5 Reasons Why You Should Travel To New Zealand in Winter
Festivals, snow sports, geothermal wonders: just some of the reasons to visit off peak!
When we talk about New Zealand, often we emphasise the stunning beaches, and the possible epic outdoor adventures, all best seen in summer. So how about in the depths of winter? Is there enough to do to make an off-peak trip worthwhile?
Short answer; hell yeah! New Zealand's mountainous terrain makes it a snow sports mecca, with plenty of options for non-skiers too. While the snow is a main winter draw card, there's heaps of other cool stuff to do. Here are our top 5 reasons to plan your trip to New Zealand in the winter.
Let it snow!
Yes, let's get this most obvious one out of the way. Opportunities for snow sports exist in both islands. In the North Island you can head for the centre; to Mt Ruapehu. There are two commercial ski fields there; Turoa and Whakapapa. Both offer a range of options for experienced and novice skiers alike. But it's the South Island where there are many more choices. Head to Mt. Hutt from Christchurch, or Coronet Peak from Queenstown. For even more ideas read our 8 Extraordinary Snow Experiences out of Queenstown article.
With the snow, comes the Southern Hemisphere's biggest winter party, The American Express Queenstown Winter Festival is timed each year just before Australian and New Zealand school holidays. This gives visitors a chance to immerse themselves in everything Queenstown has to offer before the crowds arrive.

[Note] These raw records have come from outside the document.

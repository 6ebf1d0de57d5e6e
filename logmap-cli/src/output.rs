//! Output formatting abstraction for text vs JSON rendering
//!
//! All subcommand output flows through [`OutputWriter`] which handles format switching.

use std::io::Write;

use serde::Serialize;

use crate::cli::OutputFormat;
use crate::error::CliError;

/// Writes CLI payloads in the selected format.
pub struct OutputWriter {
    format: OutputFormat,
}

impl OutputWriter {
    /// Create a new output writer with the specified format.
    ///
    /// ```no_run
    /// use logmap_cli::cli::OutputFormat;
    /// use logmap_cli::output::OutputWriter;
    ///
    /// let writer = OutputWriter::new(OutputFormat::Text);
    /// ```
    pub fn new(format: OutputFormat) -> Self {
        Self { format }
    }

    /// Render a payload to stdout.
    pub fn render<T: Render + Serialize>(&self, payload: &T) -> Result<(), CliError> {
        let stdout = std::io::stdout();
        let mut handle = stdout.lock();
        self.render_to(payload, &mut handle)
    }

    /// Render a payload to an arbitrary writer.
    ///
    /// For `Text` format, delegates to `Render::render_text()`.
    /// For `Json` format, serialises via `serde_json`.
    pub fn render_to<T: Render + Serialize>(
        &self,
        payload: &T,
        w: &mut dyn Write,
    ) -> Result<(), CliError> {
        match self.format {
            OutputFormat::Text => {
                payload.render_text(w)?;
            }
            OutputFormat::Json => {
                serde_json::to_writer_pretty(&mut *w, payload)?;
                writeln!(w)?;
            }
        }
        Ok(())
    }
}

/// Trait for human-readable text rendering.
///
/// Implemented by every CLI output payload alongside `serde::Serialize`.
pub trait Render {
    fn render_text(&self, w: &mut dyn Write) -> std::io::Result<()>;
}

There's lots of free events; from fire works displays and markets to a birdman competition and dog derby. In Dunedin there is the Cadbury Chocolate Carnival, held each year in July. Wellingtonians love to head indoors; they stage their annual Jazz Festival in June, and follow it up with New Zealand's largest culinary festival Visa Wellington on a Plate in August.
Winter is the time to view the Southern Lights, Aurora Australis. You need to head south, and wait for perfect conditions, as they don't appear to a schedule. The most likely spots are Stewart Island, The Catlins, Lake Tekapo or nearby Aoraki Mt Cook National Park. Those last two are inside the Aoraki Mackenzie International Dark Sky Reserve, the largest area of protected night sky in the world. Read more about it on our Cheap as Chips, Chillin' with the Stars page.
Matariki - Maori New Year
Speaking of stars, Matariki is the Maori name for a cluster of stars otherwise known as the Pleiades. It appears in the sky, in late May or early June. Traditionally, it was a time to honour those that had died in the previous year, but also to appreciate that harvest were completed, and the storehouses full. In the 21st century, Matariki has been revived as a celebration, a kind of New Zealand thanksgiving. Most main centres have Matariki events, with kite-flying often a feature, as a nod to traditional celebrations.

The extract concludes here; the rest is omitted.